═══ Task input ═══
use std::path::{Path, PathBuf};

use reqwest::StatusCode;

use crate::config::{ExtractConfig, PipelineConfig};
use crate::parser::{ParseError, parse_latest_news, parse_market_banner};
use crate::pdf::{PdfError, PdfReport};
use crate::report::DatasetSummary;
use crate::scraper::{DownloadOutcome, ScraperError, WebScraper, select_report_link};
use crate::store::{StoreError, read_records, write_records};
use crate::table::{clean, dedup_by_country, page_records};
use crate::types::PopulationRecord;

#[derive(Debug, thiserror::Error)]
pub enum ExtractError {
    #[error(transparent)]
    Pdf(#[from] PdfError),
    #[error(transparent)]
    Store(#[from] StoreError),
    #[error("No tables were found in the PDF")]
    NoTables,
}

#[derive(Debug, thiserror::Error)]
pub enum PipelineError {
    #[error(transparent)]
    Scraper(#[from] ScraperError),
    #[error(transparent)]
    Parse(#[from] ParseError),
    #[error(transparent)]
    Extract(#[from] ExtractError),
    #[error(transparent)]
    Store(#[from] StoreError),
    #[error("I/O error: {0}")]
    Io(#[from] std::io::Error),
    #[error("No PDF link containing '{0}' was found")]
    NoReportLink(String),
    #[error("Download failed with status {0}")]
    DownloadFailed(StatusCode),
}

/// Extracts and reshapes the page tables of `report`, deduplicated by Country.
pub fn extract_tables(
    report: &mut PdfReport,
    config: &ExtractConfig,
) -> Result<Vec<PopulationRecord>, ExtractError> {
    let page_count = report.page_count();
    let mut combined = Vec::new();
    let mut tables = 0;

    for index in config.pages.clone() {
        if index >= page_count {
            log::warn!(
                "Page {} is past the end of the document ({} pages), stopping",
                index + 1,
                page_count
            );
            break;
        }

        match report.extract_table(index)? {
            Some(grid) => {
                let records = page_records(grid, config.skip_rows);
                log::info!(
                    "Extracted table from page {} ({} countries)",
                    index + 1,
                    records.len()
                );
                combined.extend(records);
                tables += 1;
            }
            None => log::info!("No table found on page {}", index + 1),
        }
    }

    if tables == 0 {
        return Err(ExtractError::NoTables);
    }
    Ok(dedup_by_country(combined))
}

/// Extracts `pdf_path` into `csv_path`; nothing is written when no table is found.
pub fn extract_to_csv(
    pdf_path: &Path,
    csv_path: &Path,
    config: &ExtractConfig,
) -> Result<usize, ExtractError> {
    let mut report = PdfReport::open(pdf_path)?;
    let records = extract_tables(&mut report, config)?;
    write_records(csv_path, &records)?;
    log::info!("Data saved to {}", csv_path.display());
    Ok(records.len())
}

/// Drops aggregate rows from the CSV at `path`, sorts it and rewrites it in place.
pub fn clean_csv(path: &Path) -> Result<usize, StoreError> {
    let records: Vec<PopulationRecord> = read_records(path)?;
    let before = records.len();
    let cleaned = clean(records);
    write_records(path, &cleaned)?;
    log::info!(
        "Cleaned and sorted data saved to {} ({} of {} rows kept)",
        path.display(),
        cleaned.len(),
        before
    );
    Ok(cleaned.len())
}

/// Parses a saved news page and writes `news_data.csv` and `market_data.csv` into `out_dir`.
pub fn extract_headlines(
    html_path: &Path,
    out_dir: &Path,
) -> Result<(PathBuf, PathBuf), PipelineError> {
    log::info!("Reading and parsing {}", html_path.display());
    let html = std::fs::read_to_string(html_path)?;

    let news = parse_latest_news(&html)?;
    let markets = parse_market_banner(&html)?;

    std::fs::create_dir_all(out_dir)?;
    let news_path = out_dir.join("news_data.csv");
    let market_path = out_dir.join("market_data.csv");

    write_records(&news_path, &news)?;
    log::info!("Saved {} news items to {}", news.len(), news_path.display());
    write_records(&market_path, &markets)?;
    log::info!(
        "Saved {} market cards to {}",
        markets.len(),
        market_path.display()
    );

    Ok((news_path, market_path))
}

pub struct Pipeline {
    scraper: WebScraper,
    config: PipelineConfig,
}

impl Pipeline {
    pub fn new(scraper: WebScraper, config: PipelineConfig) -> Self {
        Self { scraper, config }
    }

    pub fn config(&self) -> &PipelineConfig {
        &self.config
    }

    /// Discovers, downloads, extracts and cleans the report, then summarizes the result.
    pub async fn run(&self) -> Result<DatasetSummary, PipelineError> {
        self.config.ensure_dirs()?;

        let links = self.scraper.find_pdf_links(&self.config.index_url).await?;
        let report_url = select_report_link(&links, &self.config.keyword)
            .ok_or_else(|| PipelineError::NoReportLink(self.config.keyword.clone()))?;

        let pdf_path = self.config.pdf_path();
        match self.scraper.download(report_url.as_str(), &pdf_path).await? {
            DownloadOutcome::Saved { bytes, .. } => log::debug!("Report is {} bytes", bytes),
            DownloadOutcome::Failed(status) => return Err(PipelineError::DownloadFailed(status)),
        }

        let csv_path = self.config.csv_path();
        extract_to_csv(&pdf_path, &csv_path, &self.config.extract)?;
        clean_csv(&csv_path)?;

        Ok(DatasetSummary::from_csv(&csv_path)?)
    }
}

#[cfg(test)]
mod tests {
    use super::*;
    use crate::pdf::testing::{build_pdf, open_report, page_operations};
    use axum::Router;
    use axum::routing::get;
    use std::fs;

    fn synthetic_report() -> lopdf::Document {
        build_pdf(&[
            page_operations(&[&["Population Data Sheet"], &["Prepared for testing"]]),
            page_operations(&[
                &["Table 1"],
                &["Country", "Pop", "Births", "Deaths", "RNI", "Migration"],
                &["", "mid-2023", "per 1000", "per 1000", "pct", "rate"],
                &["Andorra", "0.1", "", "4", "", "1"],
                &["", "", "7", "", "0.3", ""],
                &["WORLD", "8045", "17", "8", "0.9", "0"],
            ]),
            page_operations(&[
                &["Table 1 (continued)"],
                &["Country", "Pop", "Births", "Deaths", "RNI", "Migration"],
                &["", "mid-2023", "per 1000", "per 1000", "pct", "rate"],
                &["Andorra", "9.9", "1", "2", "3", "4"],
            ]),
        ])
    }

    fn andorra() -> PopulationRecord {
        PopulationRecord::from_cells(
            "Andorra".to_string(),
            [
                Some("0.1".to_string()),
                Some("7".to_string()),
                Some("4".to_string()),
                Some("0.3".to_string()),
                Some("1".to_string()),
            ],
        )
    }

    fn three_page_config() -> ExtractConfig {
        ExtractConfig {
            pages: 0..3,
            skip_rows: 3,
        }
    }

    #[test]
    fn test_extract_tables_from_synthetic_report() {
        let dir = tempfile::tempdir().unwrap();
        let mut report = open_report(synthetic_report(), dir.path());

        let records = extract_tables(&mut report, &three_page_config()).expect("Should extract");

        let countries: Vec<&str> = records.iter().map(|r| r.country.as_str()).collect();
        assert_eq!(countries, vec!["Andorra", "WORLD"]);
        assert_eq!(records[0], andorra());
    }

    #[test]
    fn test_end_to_end_extract_and_clean() {
        let dir = tempfile::tempdir().unwrap();
        let pdf_path = dir.path().join("population_report.pdf");
        let csv_path = dir.path().join("population_data.csv");
        synthetic_report().save(&pdf_path).unwrap();

        let extracted = extract_to_csv(&pdf_path, &csv_path, &three_page_config())
            .expect("Extraction should succeed");
        assert_eq!(extracted, 2);

        let kept = clean_csv(&csv_path).expect("Cleaning should succeed");
        assert_eq!(kept, 1);

        let records: Vec<PopulationRecord> = read_records(&csv_path).unwrap();
        assert_eq!(records, vec![andorra()]);
    }

    #[test]
    fn test_wide_labels_keep_country_key() {
        let dir = tempfile::tempdir().unwrap();
        let pdf_path = dir.path().join("population_report.pdf");
        let csv_path = dir.path().join("population_data.csv");
        build_pdf(&[page_operations(&[
            &["Table 1"],
            &["Country", "Population mid-2023 (millions)", "Births", "Deaths", "RNI", "Migration"],
            &["", "", "Per 1,000", "Per 1,000", "%", "Rate"],
            &["Andorra", "0.1", "", "4", "", "1"],
            &["", "", "7", "", "0.3", ""],
            &["Democratic Republic of the Congo", "102.3", "42", "9", "3.3", "0"],
            &["LESS DEVELOPED", "6769", "19", "7", "1.2", "0"],
        ])])
        .save(&pdf_path)
        .unwrap();
        let config = ExtractConfig {
            pages: 0..1,
            skip_rows: 3,
        };

        extract_to_csv(&pdf_path, &csv_path, &config).expect("Extraction should succeed");
        clean_csv(&csv_path).expect("Cleaning should succeed");

        let records: Vec<PopulationRecord> = read_records(&csv_path).unwrap();
        let countries: Vec<&str> = records.iter().map(|r| r.country.as_str()).collect();
        assert_eq!(countries, vec!["Andorra", "Democratic Republic of the Congo"]);
        assert_eq!(records[0], andorra());
        assert_eq!(records[1].population.as_deref(), Some("102.3"));
        assert_eq!(records[1].net_migration.as_deref(), Some("0"));
    }

    #[test]
    fn test_no_tables_writes_nothing() {
        let dir = tempfile::tempdir().unwrap();
        let pdf_path = dir.path().join("prose.pdf");
        let csv_path = dir.path().join("out.csv");
        build_pdf(&[page_operations(&[&["Only prose here"]])])
            .save(&pdf_path)
            .unwrap();

        let result = extract_to_csv(&pdf_path, &csv_path, &three_page_config());

        assert!(matches!(result, Err(ExtractError::NoTables)));
        assert!(!csv_path.exists());
    }

    #[test]
    fn test_page_range_past_end_is_clamped() {
        let dir = tempfile::tempdir().unwrap();
        let mut report = open_report(synthetic_report(), dir.path());
        let config = ExtractConfig {
            pages: 2..40,
            skip_rows: 3,
        };

        let records = extract_tables(&mut report, &config).expect("Page 3 has a table");

        assert_eq!(records.len(), 1);
        assert_eq!(records[0].population.as_deref(), Some("9.9"));
    }

    #[test]
    fn test_extract_headlines_writes_both_tables() {
        let dir = tempfile::tempdir().unwrap();

        let (news_path, market_path) =
            extract_headlines(Path::new("fixtures/web_data.html"), dir.path())
                .expect("Headlines should extract");

        let news = fs::read_to_string(news_path).unwrap();
        assert!(news.starts_with("timestamp,title,link\n"));
        assert_eq!(news.lines().count(), 3);

        let markets = fs::read_to_string(market_path).unwrap();
        let mut lines = markets.lines();
        assert_eq!(lines.next(), Some("symbol,stock_position,change_pts"));
        assert_eq!(lines.next(), Some("Dow,43729.93,-34.29"));
    }

    #[tokio::test]
    async fn test_pipeline_run_against_local_server() {
        let mut pdf = synthetic_report();
        let mut pdf_bytes = Vec::new();
        pdf.save_to(&mut pdf_bytes).unwrap();

        let router = Router::new()
            .route(
                "/repository/11620/",
                get(|| async {
                    axum::response::Html(
                        r#"<a href="/files/wallchart.pdf">Chart</a>
                           <a href="/files/2023-Population-Data-Sheet.pdf">Sheet</a>"#,
                    )
                }),
            )
            .route(
                "/files/2023-Population-Data-Sheet.pdf",
                get(move || {
                    let bytes = pdf_bytes.clone();
                    async move { bytes }
                }),
            );
        let listener = tokio::net::TcpListener::bind("127.0.0.1:0").await.unwrap();
        let addr = listener.local_addr().unwrap();
        tokio::spawn(async move {
            axum::serve(listener, router).await.unwrap();
        });

        let dir = tempfile::tempdir().unwrap();
        let config = PipelineConfig {
            index_url: format!("http://{addr}/repository/11620/"),
            data_dir: dir.path().join("data"),
            extract: three_page_config(),
            ..Default::default()
        };
        let pipeline = Pipeline::new(WebScraper::new().unwrap(), config);

        let summary = pipeline.run().await.expect("Pipeline should succeed");

        assert_eq!(summary.rows, 1);
        assert_eq!(summary.columns.len(), 6);
        assert_eq!(summary.head[0][0], "Andorra");
        assert!(pipeline.config().pdf_path().exists());
    }

    #[tokio::test]
    async fn test_pipeline_without_matching_link() {
        let router = Router::new().route(
            "/",
            get(|| async { axum::response::Html(r#"<a href="/a.pdf">A</a>"#) }),
        );
        let listener = tokio::net::TcpListener::bind("127.0.0.1:0").await.unwrap();
        let addr = listener.local_addr().unwrap();
        tokio::spawn(async move {
            axum::serve(listener, router).await.unwrap();
        });

        let dir = tempfile::tempdir().unwrap();
        let config = PipelineConfig {
            index_url: format!("http://{addr}/"),
            data_dir: dir.path().to_path_buf(),
            ..Default::default()
        };

        let result = Pipeline::new(WebScraper::new().unwrap(), config).run().await;

        assert!(matches!(result, Err(PipelineError::NoReportLink(ref k)) if k == "population"));
    }
}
═══
## [Goal of the exercise]
Only lines with the word "matches" go in the answer. Take them all from the entries above.

## [Response]
        assert!(matches!(result, Err(ExtractError::NoTables)));
        assert!(matches!(result, Err(PipelineError::NoReportLink(ref k)) if k == "population"));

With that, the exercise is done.